Edited by a LoveShack.org Moderator
Link to post
Share on other sites
ANewBeginning

Reading too much into it. Enjoy it while it is and let yourself go! If you were to post this a bit later down the track and he is still doing the same things, then things would be different and I'll let you into the juicy stuff as to why.

Link to post
Share on other sites
  • Author
PinkPrincess910
Reading too much into it. Enjoy it while it is and let yourself go! If you were to post this a bit later down the track and he is still doing the same things, then things would be different and I'll let you into the juicy stuff as to why.

 

Then I shall remember you name if I need it, but I pray I don't. I really care abt him!

Link to post
Share on other sites

It could be he really is feeling vulnerable (and, if so, I'd guess he's not very experienced with women). It could also be that, by telling you he wants to kiss you but saying he's not ready for more, he's basically trying to put you in the position of encouraging him to proceed, in which case you'd be tacitly agreeing to a NSA situation. (i.e., you can't come back later and say, "I thought we were getting serious," because he already told you he "wasn't ready"... what the legal folks call plausible deniability).

Link to post
Share on other sites
  • Author
PinkPrincess910

I posted abt this previously: "Okay, this is kind of long, sorry. I have known this family for about 15 years. The older brother was my high school love (my 22 month old child is in fact named after him.) I join the army, him the marines, his sister the navy and baby brother (2 years younger than me) stays home. We all end up back home and I'm included in all family gathers etc. Baby Brother hardly ever shows up. I run into him about 5 weeks ago. We start hanging out everyday. I don't drive. He drives an hour each way to see me.

 

We do all kinds of INNOCENT fun things. We talk about our recently failed relationships and slowly, I start falling for him. My father goes on a destination wedding, about 5 hours away. My "friend" drives me down there. We slept in the same bed, he tried nothing. I mean NOTHING. Then, we get home and he says he wants to kiss me, but then I'll want more and he's just not ready, that his previous break-up was really hard and he just wants to move slow and we're having a lot of fun together and can I just give him time.

 

Well, he's not seeing anyone else, because anytime he's not working, he's here. He says he sees us together in the future because I'm loyal, I'm honest and he's never been around a girl who laughs and has as much fun with their life than me and its so sexy and attractive.

 

My question is, is he honestly just needing time? Am I reading to much into this and being too hard on him? Or am I being played? AND if anyone has any advice as to what to do next to try to put him in gear, if you guys think it's worth it...I'd love that advice!!"

 

Well it has got deeper. He drove 3 hours to kiss me and leave the other day. Reminding me that this doesn't change our "friendship status." He asked me to make some phone calls and claim to be his girlfriend to get the answers. He sent me a text yesterday saying, "Don't fall in love with me, we have plenty of time for that later" and when we talked on the phone last night, he talked for a few minutes, then he attempted to end the convo. I got brave and changed the topic to sexual likes/dislikes. We had this convo for about 30 minutes. Then he reminded me we were just friends. What is really going on?

Link to post
Share on other sites
  • Author
PinkPrincess910
You are a divorced parent? Served in the military somehow but don't drive?

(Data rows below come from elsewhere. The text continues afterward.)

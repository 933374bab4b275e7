//! Schema creation and version checks for the placemark database.
//!
//! Three tables hold placemarks, annotations and collections. The schema
//! version lives in `PRAGMA user_version`.

use rusqlite::{Connection, Error as SqliteError, Transaction};
use thiserror::Error;

/// Version recorded in `PRAGMA user_version` by [`initialise_schema`].
pub const SCHEMA_VERSION: i64 = 1;

/// Errors raised when initialising the placemark schema.
#[derive(Debug, Error)]
pub enum SchemaError {
    /// A DDL statement failed.
    #[error("failed to execute migration step '{step}'")]
    Migration {
        /// Description of the failing step.
        step: &'static str,
        /// Source error returned by `rusqlite`.
        #[source]
        source: SqliteError,
    },
    /// The database was written by an incompatible schema.
    #[error("expected placemark schema version {expected} but found {found}")]
    VersionMismatch {
        /// Version understood by this build.
        expected: i64,
        /// Version stored in the file.
        found: i64,
    },
}

/// Create the placemark, annotation and collection tables if missing.
///
/// Coordinates are stored as `round(degrees * 2^20)` integers. Cascading
/// deletes from collections to placemarks are performed by the DAOs rather
/// than by foreign keys.
///
/// # Examples
/// ```
/// use rusqlite::Connection;
/// use placemark_core::store::initialise_schema;
///
/// let mut conn = Connection::open_in_memory().expect("create in-memory database");
/// initialise_schema(&mut conn).expect("create schema");
/// let tables: i64 = conn
///     .query_row(
///         "SELECT COUNT(*) FROM sqlite_master WHERE type = 'table'
///             AND name IN ('placemark', 'placemark_annotation', 'placemark_collection')",
///         [],
///         |row| row.get(0),
///     )
///     .expect("count tables");
/// assert_eq!(tables, 3);
/// ```
pub fn initialise_schema(connection: &mut Connection) -> Result<(), SchemaError> {
    let transaction = connection
        .transaction()
        .map_err(|source| SchemaError::Migration {
            step: "begin schema transaction",
            source,
        })?;

    let found: i64 = transaction
        .pragma_query_value(None, "user_version", |row| row.get(0))
        .map_err(|source| SchemaError::Migration {
            step: "read schema version",
            source,
        })?;
    match found {
        0 => {
            create_tables(&transaction)?;
            transaction
                .pragma_update(None, "user_version", SCHEMA_VERSION)
                .map_err(|source| SchemaError::Migration {
                    step: "record schema version",
                    source,
                })?;
        }
        version if version == SCHEMA_VERSION => {}
        found => {
            return Err(SchemaError::VersionMismatch {
                expected: SCHEMA_VERSION,
                found,
            });
        }
    }

    transaction
        .commit()
        .map_err(|source| SchemaError::Migration {
            step: "commit schema transaction",
            source,
        })
}

fn create_tables(transaction: &Transaction<'_>) -> Result<(), SchemaError> {
    run_migration_step(
        transaction,
        "create placemark",
        "CREATE TABLE IF NOT EXISTS placemark (
            _id INTEGER PRIMARY KEY AUTOINCREMENT,
            latitude INTEGER NOT NULL,
            longitude INTEGER NOT NULL,
            name TEXT NOT NULL,
            description TEXT NOT NULL DEFAULT '',
            collection_id INTEGER NOT NULL,
            UNIQUE (collection_id, latitude, longitude)
        )",
    )?;
    run_migration_step(
        transaction,
        "index placemark coordinates",
        "CREATE INDEX IF NOT EXISTS idx_placemark_coordinates
            ON placemark(latitude, longitude)",
    )?;
    run_migration_step(
        transaction,
        "create placemark_annotation",
        "CREATE TABLE IF NOT EXISTS placemark_annotation (
            _id INTEGER PRIMARY KEY AUTOINCREMENT,
            latitude INTEGER NOT NULL,
            longitude INTEGER NOT NULL,
            note TEXT NOT NULL DEFAULT '',
            flag INTEGER NOT NULL DEFAULT 0,
            UNIQUE (latitude, longitude)
        )",
    )?;
    run_migration_step(
        transaction,
        "create placemark_collection",
        "CREATE TABLE IF NOT EXISTS placemark_collection (
            _id INTEGER PRIMARY KEY AUTOINCREMENT,
            name TEXT NOT NULL UNIQUE,
            description TEXT NOT NULL DEFAULT '',
            source TEXT NOT NULL DEFAULT '',
            category TEXT NOT NULL DEFAULT '',
            last_update INTEGER NOT NULL DEFAULT 0,
            poi_count INTEGER NOT NULL DEFAULT 0,
            UNIQUE (category, name)
        )",
    )
}

fn run_migration_step(
    transaction: &Transaction<'_>,
    step: &'static str,
    sql: &str,
) -> Result<(), SchemaError> {
    transaction
        .execute(sql, [])
        .map(|_| ())
        .map_err(|source| SchemaError::Migration { step, source })
}

#[cfg(test)]
mod tests {
    use super::*;
    use rstest::{fixture, rstest};

    #[fixture]
    fn connection() -> Connection {
        Connection::open_in_memory().expect("open in-memory database")
    }

    #[rstest]
    fn records_schema_version(mut connection: Connection) {
        initialise_schema(&mut connection).expect("initialise schema");
        let version: i64 = connection
            .pragma_query_value(None, "user_version", |row| row.get(0))
            .expect("read version");
        assert_eq!(version, SCHEMA_VERSION);
    }

    #[rstest]
    fn creates_the_three_tables(mut connection: Connection) {
        initialise_schema(&mut connection).expect("initialise schema");
        let mut statement = connection
            .prepare("SELECT name FROM sqlite_master
                    WHERE type = 'table' AND name NOT LIKE 'sqlite_%' ORDER BY name")
            .expect("prepare table listing");
        let tables: Vec<String> = statement
            .query_map([], |row| row.get(0))
            .expect("list tables")
            .collect::<Result<_, _>>()
            .expect("read table names");
        assert_eq!(
            tables,
            ["placemark", "placemark_annotation", "placemark_collection"]
        );
    }

    #[rstest]
    fn initialisation_is_idempotent(mut connection: Connection) {
        initialise_schema(&mut connection).expect("first run");
        initialise_schema(&mut connection).expect("second run");
    }

    #[rstest]
    fn rejects_newer_schema(mut connection: Connection) {
        connection
            .pragma_update(None, "user_version", SCHEMA_VERSION + 1)
            .expect("bump version");
        let err = initialise_schema(&mut connection).expect_err("mismatch should fail");
        assert!(matches!(
            err,
            SchemaError::VersionMismatch { found, .. } if found == SCHEMA_VERSION + 1
        ));
    }
}
//! `search` command: list placemarks near a position.

use std::io::Write;

use camino::Utf8PathBuf;
use clap::Parser;
use ortho_config::{OrthoConfig, SubcmdConfigMerge};
use placemark_core::{
    CollectionId, Coordinates,
    store::{DEFAULT_RESULT_CAP, DatabaseHandle, ProximityQuery, collections, search},
};
use serde::{Deserialize, Serialize};

use crate::{
    ARG_COLLECTION, ARG_DATABASE, ARG_FAVOURITES, ARG_LATITUDE, ARG_LIMIT, ARG_LONGITUDE,
    ARG_NAME, ARG_RADIUS, CliError, ENV_SEARCH_LATITUDE, ENV_SEARCH_LONGITUDE, ENV_SEARCH_RADIUS,
    database, default_database, required, write_line,
};

/// CLI arguments for the `search` subcommand.
#[derive(Debug, Clone, Parser, Deserialize, Serialize, OrthoConfig, Default)]
#[command(
    long_about = "List the placemarks within a radius of a position, closest \
                 first. Without --collection every collection is searched.",
    about = "Search placemarks near a position"
)]
#[ortho_config(prefix = "PLACEMARK")]
pub(crate) struct SearchArgs {
    /// SQLite database holding the collections.
    #[arg(long = ARG_DATABASE, value_name = "path")]
    #[serde(default)]
    pub(crate) database: Option<Utf8PathBuf>,
    /// Latitude of the search centre in degrees.
    #[arg(long = ARG_LATITUDE, value_name = "degrees", allow_negative_numbers = true)]
    #[serde(default)]
    pub(crate) lat: Option<f32>,
    /// Longitude of the search centre in degrees.
    #[arg(long = ARG_LONGITUDE, value_name = "degrees", allow_negative_numbers = true)]
    #[serde(default)]
    pub(crate) lon: Option<f32>,
    /// Search radius in metres.
    #[arg(long = ARG_RADIUS, value_name = "metres")]
    #[serde(default)]
    pub(crate) radius: Option<f64>,
    /// Collection to search; repeat to search several.
    #[arg(long = ARG_COLLECTION, value_name = "name")]
    #[serde(default)]
    pub(crate) collection: Vec<String>,
    /// Keep placemarks whose name contains this text.
    #[arg(long = ARG_NAME, value_name = "text")]
    #[serde(default)]
    pub(crate) name: Option<String>,
    /// Keep only placemarks flagged as favourites.
    #[arg(long = ARG_FAVOURITES)]
    #[serde(default)]
    pub(crate) favourites: bool,
    /// Maximum number of results.
    #[arg(long = ARG_LIMIT, value_name = "count")]
    #[serde(default)]
    pub(crate) limit: Option<usize>,
}

impl SearchArgs {
    pub(crate) fn into_options(self) -> Result<SearchOptions, CliError> {
        let merged = self.load_and_merge().map_err(CliError::Configuration)?;
        SearchOptions::try_from(merged)
    }
}

/// Resolved `search` command configuration.
#[derive(Debug, Clone, PartialEq)]
pub(crate) struct SearchOptions {
    pub(crate) database: Utf8PathBuf,
    pub(crate) center: Coordinates,
    pub(crate) radius: f64,
    pub(crate) collections: Vec<String>,
    pub(crate) name: Option<String>,
    pub(crate) favourites: bool,
    pub(crate) limit: usize,
}

impl TryFrom<SearchArgs> for SearchOptions {
    type Error = CliError;

    fn try_from(args: SearchArgs) -> Result<Self, Self::Error> {
        let latitude = required(args.lat, ARG_LATITUDE, ENV_SEARCH_LATITUDE)?;
        let longitude = required(args.lon, ARG_LONGITUDE, ENV_SEARCH_LONGITUDE)?;
        let radius = required(args.radius, ARG_RADIUS, ENV_SEARCH_RADIUS)?;
        Ok(Self {
            database: args.database.unwrap_or_else(default_database),
            center: Coordinates::unchecked(latitude, longitude),
            radius,
            collections: args.collection,
            name: args.name.filter(|name| !name.trim().is_empty()),
            favourites: args.favourites,
            limit: args.limit.unwrap_or(DEFAULT_RESULT_CAP),
        })
    }
}

pub(crate) fn run_search(args: SearchArgs, out: &mut dyn Write) -> Result<(), CliError> {
    let options = args.into_options()?;
    let handle = database(&options.database)?;
    search_in(&handle, &options, out)
}

/// Print one `distance name latitude longitude` line per hit.
pub(crate) fn search_in(
    handle: &DatabaseHandle,
    options: &SearchOptions,
    out: &mut dyn Write,
) -> Result<(), CliError> {
    let hits = {
        let lease = handle.open()?;
        let connection = lease.connection();
        let ids: Vec<CollectionId> = if options.collections.is_empty() {
            collections::list(&connection)?
                .into_iter()
                .map(|collection| collection.id)
                .collect()
        } else {
            options
                .collections
                .iter()
                .map(|name| {
                    collections::find_by_name(&connection, name)?
                        .map(|collection| collection.id)
                        .ok_or_else(|| CliError::UnknownCollection { name: name.clone() })
                })
                .collect::<Result<_, CliError>>()?
        };
        if ids.is_empty() {
            log::debug!("no collections to search around {}", options.center);
            return Ok(());
        }
        let mut query = ProximityQuery::new(options.center, options.radius)
            .in_collections(ids)
            .only_flagged(options.favourites)
            .with_limit(options.limit);
        if let Some(name) = &options.name {
            query = query.with_name(name);
        }
        search(&connection, &query)?
    };
    log::debug!("search around {} found {} placemarks", options.center, hits.len());
    for hit in hits {
        let marker = if hit.flagged { "*" } else { "" };
        write_line(
            out,
            &format!(
                "{:.0}\t{}{marker}\t{:.5}\t{:.5}",
                hit.distance,
                hit.placemark.name,
                hit.placemark.coordinates.latitude,
                hit.placemark.coordinates.longitude
            ),
        )?;
    }
    Ok(())
}

#[cfg(test)]
pub(crate) fn options_from_layers_for_test(
    layers: Vec<ortho_config::MergeLayer<'static>>,
) -> Result<SearchOptions, CliError> {
    let merged = SearchArgs::merge_from_layers(layers).map_err(CliError::from)?;
    SearchOptions::try_from(merged)
}
//! Format importers.
//!
//! Every importer reads one byte stream and pushes [`PlacemarkDraft`]s into a
//! [`PlacemarkSink`]. Drafts are validated by the sink, so importers only
//! decide what a source's name, description and position are. A stream-level
//! failure aborts the whole import; per-record problems never reach here as
//! errors.

use std::{io, sync::Arc};

use placemark_core::store::StoreError;
use thiserror::Error;

use crate::resolve::{ResolveError, Resource, ResourceResolver, join_locator};

mod draft;
mod format;
mod geojson;
mod georss;
mod gpx;
mod kml;
mod ov2;
mod text;
mod xml;
mod zip;

pub use draft::PlacemarkDraft;
pub use format::{
    CoordinateOrder, FormatFilter, ImportFormat, UnknownFilter, select_entry_format, select_format,
};
pub use geojson::GeoJsonImporter;
pub use georss::GeoRssImporter;
pub use gpx::GpxImporter;
pub use kml::KmlImporter;
pub use ov2::Ov2Importer;
pub use text::TextImporter;
pub use zip::ZipImporter;

/// Errors that abort an import.
#[derive(Debug, Error)]
#[non_exhaustive]
pub enum ImportError {
    /// No importer matches the source.
    #[error("no importer found for {locator} (MIME type {mime_type:?})")]
    NoImporter {
        /// Source locator.
        locator: String,
        /// Declared MIME type, if any.
        mime_type: Option<String>,
    },
    /// The source could not be opened.
    #[error(transparent)]
    Resolve(#[from] ResolveError),
    /// Reading the stream failed.
    #[error("failed to read {format} stream: {source}")]
    Read {
        /// Format being read.
        format: ImportFormat,
        /// Underlying I/O error.
        source: io::Error,
    },
    /// An XML document was malformed.
    #[error("malformed XML near byte {position}: {source}")]
    Xml {
        /// Byte offset where the parser stopped.
        position: u64,
        /// Parser error.
        source: quick_xml::Error,
    },
    /// A GeoJSON document was malformed.
    #[error("malformed GeoJSON: {0}")]
    Json(#[source] serde_json::Error),
    /// An OV2 record was corrupt.
    #[error("corrupt OV2 record at byte {offset}: {reason}")]
    Ov2 {
        /// Offset of the record's type byte.
        offset: u64,
        /// What was wrong with it.
        reason: String,
    },
    /// A ZIP container or one of its entries was unreadable.
    #[error("unreadable ZIP archive: {0}")]
    Zip(#[source] ::zip::result::ZipError),
    /// Spooling a stream to a temporary file failed.
    #[error("failed to spool archive to a temporary file: {0}")]
    Spool(#[source] io::Error),
    /// Writing to the store failed.
    #[error(transparent)]
    Store(#[from] StoreError),
    /// The parser stopped without reporting an outcome.
    #[error("the import parser stopped without finishing")]
    ProducerVanished,
    /// The import was cancelled.
    #[error("import cancelled")]
    Cancelled,
    /// The background runtime could not be built.
    #[error("failed to build import runtime: {0}")]
    Runtime(#[source] io::Error),
}

/// Receives drafts from an importer.
pub trait PlacemarkSink {
    /// Accept one draft. An error stops the importer.
    fn accept(&mut self, draft: PlacemarkDraft) -> Result<(), ImportError>;
}

impl PlacemarkSink for Vec<PlacemarkDraft> {
    fn accept(&mut self, draft: PlacemarkDraft) -> Result<(), ImportError> {
        self.push(draft);
        Ok(())
    }
}

/// Reads one stream of a particular format.
pub trait Importer {
    /// Read `reader` to the end, pushing drafts into `sink`.
    fn import(&mut self, reader: &mut dyn io::Read, sink: &mut dyn PlacemarkSink) -> Result<(), ImportError>;
}

/// What an importer needs to follow links and open archive entries.
#[derive(Clone)]
pub struct ImportContext {
    resolver: Arc<dyn ResourceResolver>,
    locator: String,
    filter: FormatFilter,
    depth: usize,
    max_link_depth: usize,
}

impl std::fmt::Debug for ImportContext {
    fn fmt(&self, f: &mut std::fmt::Formatter<'_>) -> std::fmt::Result {
        f.debug_struct("ImportContext")
            .field("locator", &self.locator)
            .field("filter", &self.filter)
            .field("depth", &self.depth)
            .field("max_link_depth", &self.max_link_depth)
            .finish_non_exhaustive()
    }
}

impl ImportContext {
    /// Context for the top-level document at `locator`.
    pub fn new(
        resolver: Arc<dyn ResourceResolver>,
        locator: impl Into<String>,
        filter: FormatFilter,
        max_link_depth: usize,
    ) -> Self {
        Self {
            resolver,
            locator: locator.into(),
            filter,
            depth: 0,
            max_link_depth,
        }
    }

    /// Locator of the document being read.
    #[must_use]
    pub fn locator(&self) -> &str {
        &self.locator
    }

    /// Filter chosen for the collection.
    #[must_use]
    pub const fn filter(&self) -> FormatFilter {
        self.filter
    }

    /// Context for an entry of the current container; depth is unchanged.
    #[must_use]
    pub fn entry(&self, name: &str) -> Self {
        Self {
            locator: join_locator(&self.locator, name),
            ..self.clone()
        }
    }

    /// Import the document linked from the current one by `href`.
    ///
    /// Links beyond the maximum depth and links that cannot be opened are
    /// logged and skipped; parse errors in the linked document propagate.
    pub fn follow_link(&self, href: &str, sink: &mut dyn PlacemarkSink) -> Result<(), ImportError> {
        let target = join_locator(&self.locator, href);
        if self.depth >= self.max_link_depth {
            log::warn!("not following link to {target}: nested deeper than {}", self.max_link_depth);
            return Ok(());
        }
        let resource = match self.resolver.open(&target) {
            Ok(resource) => resource,
            Err(err) => {
                log::warn!("skipping unreachable link {target}: {err}");
                return Ok(());
            }
        };
        let Some(format) = select_format(resource.mime_type.as_deref(), &resource.name, self.filter)
        else {
            log::warn!("skipping link {target}: no importer for it");
            return Ok(());
        };
        let nested = Self {
            locator: resource.name.clone(),
            depth: self.depth + 1,
            ..self.clone()
        };
        log::debug!("following link to {target} as {format}");
        run(format, nested, resource, sink)
    }
}

impl ImportFormat {
    /// Fresh importer for this format.
    #[must_use]
    pub fn importer(self, context: ImportContext) -> Box<dyn Importer> {
        match self {
            Self::Gpx => Box::new(GpxImporter::default()),
            Self::Kml => Box::new(KmlImporter::new(context)),
            Self::GeoRss => Box::new(GeoRssImporter::default()),
            Self::GeoJson => Box::new(GeoJsonImporter),
            Self::Ov2 => Box::new(Ov2Importer),
            Self::Text(order) => Box::new(TextImporter::new(order)),
            Self::Zip => Box::new(ZipImporter::new(context)),
        }
    }
}

/// Import `resource` as `format`.
pub fn run(
    format: ImportFormat,
    context: ImportContext,
    mut resource: Resource,
    sink: &mut dyn PlacemarkSink,
) -> Result<(), ImportError> {
    format.importer(context).import(&mut resource.reader, sink)
}

#[cfg(test)]
pub(crate) mod test_support {
    //! Helpers for importer unit tests.

    use std::{collections::HashMap, io::Cursor, sync::Arc};

    use super::{ImportContext, FormatFilter, Importer, PlacemarkDraft};
    use crate::resolve::{ResolveError, Resource, ResourceResolver};

    /// Resolver serving fixed in-memory documents.
    #[derive(Debug, Default)]
    pub(crate) struct FixtureResolver {
        documents: HashMap<String, Vec<u8>>,
    }

    impl FixtureResolver {
        pub(crate) fn with(mut self, locator: &str, body: &[u8]) -> Self {
            self.documents.insert(locator.to_owned(), body.to_vec());
            self
        }
    }

    impl ResourceResolver for FixtureResolver {
        fn open(&self, locator: &str) -> Result<Resource, ResolveError> {
            self.documents
                .get(locator)
                .map(|body| Resource::new(Cursor::new(body.clone()), locator))
                .ok_or_else(|| ResolveError::Io {
                    locator: locator.to_owned(),
                    source: std::io::ErrorKind::NotFound.into(),
                })
        }
    }

    pub(crate) fn context(resolver: FixtureResolver, locator: &str) -> ImportContext {
        ImportContext::new(Arc::new(resolver), locator, FormatFilter::None, 2)
    }

    pub(crate) fn drafts(importer: &mut dyn Importer, body: &[u8]) -> Vec<PlacemarkDraft> {
        let mut sink = Vec::new();
        importer
            .import(&mut Cursor::new(body.to_vec()), &mut sink)
            .expect("import succeeds");
        sink
    }
}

I'm trying to build the stage here.

 

Correct. I have problems with my eyes, and migraines and driving is not advisable for me.

Link to post
Share on other sites
  • Author
PinkPrincess910

I love this man. I laugh, I have a great time. His hugs melt me. I've been promised a kiss for 4 days. We spent 9 hours together today and I got not one. During this 9 hours I got tons of compliments, light touches, and fun. The last 5 minutes of our visit I got excuses. "Kisses lead to other things...." "If it isn't a good kiss, our friendship will never be the same." WHAT ABOUT WHAT I WANT?? I want to test the chemistry since neither of us are seeing anyone else. I am at a loss of what to say to him to help him understand, I can't continue this uber close friendship because my heart is involved and each great day we spend w/ one another gives him another piece. I don't want us to move in together or have sex tomorrow or anything. I just wanna see if there is romantic chemistry!! HELP!!!!!

Edited by PinkPrincess910
Link to post
Share on other sites
×
×
  • Create New...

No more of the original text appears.